At gestational day 18.5, both Tmprss6^+/+ and Tmprss6^+/− dams showed significant reductions in liver nonheme iron concentration compared with nonpregnant females of the corresponding genotypes (Table 3), consistent with mobilization of hepatic iron stores to support the increased iron demands of pregnancy. Compared with Tmprss6^+/+ dams, Tmprss6^+/− dams showed spleen nonheme iron concentrations that were slightly lower and hepcidin mRNA levels that were slightly higher; however, these differences did not reach statistical significance. In both Tmprss6^+/+ and Tmprss6^+/− pregnant females, hepatic hepcidin mRNA levels were, however, markedly reduced compared with nonpregnant levels, demonstrating that mice with a single wild-type Tmprss6 allele retain the ability to reduce hepcidin expression. Pregnant Tmprss6^+/+ and Tmprss6^+/− dams displayed blood hemoglobin levels, serum iron, and serum transferrin saturation levels that were similar to nonpregnant genotype-matched controls (Table 4).
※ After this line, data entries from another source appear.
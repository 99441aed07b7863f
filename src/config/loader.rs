// src/config/loader.rs

use std::fs;
use std::path::{Path, PathBuf};

use tracing::debug;

use crate::config::model::{ConfigFile, RawConfigFile};
use crate::errors::Result;

/// Load a configuration file and return the raw, unvalidated contents.
pub fn load_from_path(path: impl AsRef<Path>) -> Result<RawConfigFile> {
    let path = path.as_ref();
    let contents = fs::read_to_string(path)?;

    let config: RawConfigFile = toml::from_str(&contents)?;

    Ok(config)
}

/// Load a configuration file and validate it.
///
/// This is the entry point used by the binary. It:
///
/// - reads TOML,
/// - applies defaults (handled by `serde` + `Default` impls),
/// - checks coordinates, plugin artifact entries and property names.
pub fn load_and_validate(path: impl AsRef<Path>) -> Result<ConfigFile> {
    let raw_config = load_from_path(&path)?;
    let config = ConfigFile::try_from(raw_config)?;
    Ok(config)
}

/// Like [`load_and_validate`], but a missing file yields the defaults.
///
/// Used for the default config path, which need not exist.
pub fn load_or_default(path: impl AsRef<Path>) -> Result<ConfigFile> {
    let path = path.as_ref();
    if !path.exists() {
        debug!(path = ?path, "config file not found; using defaults");
        return ConfigFile::try_from(RawConfigFile::default());
    }
    load_and_validate(path)
}

/// Default config file: `Sbtrun.toml` in the current working directory.
pub fn default_config_path() -> PathBuf {
    PathBuf::from("Sbtrun.toml")
}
Interestingly, although maternal parameters of iron homeostasis were not significantly different between pregnant Tmprss6^+/+ and Tmprss6^+/− females, the Tmprss6 genotype of a pregnant female did have a significant effect on the liver iron stores of her gestating fetuses. The mean liver nonheme iron concentration of fetuses from Tmprss6^+/− dams was significantly lower than fetuses of Tmprss6^+/+ dams (mean ± SEM of 75 ± 2 μg/g wet weight for fetuses [n = 42] of Tmprss6^+/− dams vs 85 ± 2 μg/g wet weight for fetuses [n = 36] of Tmprss6^+/+ dams; P = .007). Because nonpregnant Tmprss6^+/− females showed significantly lower hepatic iron stores than nonpregnant Tmprss6^+/+ females when measured at 8 weeks of age, the decreased hepatic iron stores in fetuses of Tmprss6^+/− females may reflect the influence of lower maternal hepatic iron stores at the onset of pregnancy and/or subtle differences in iron homeostasis during pregnancy.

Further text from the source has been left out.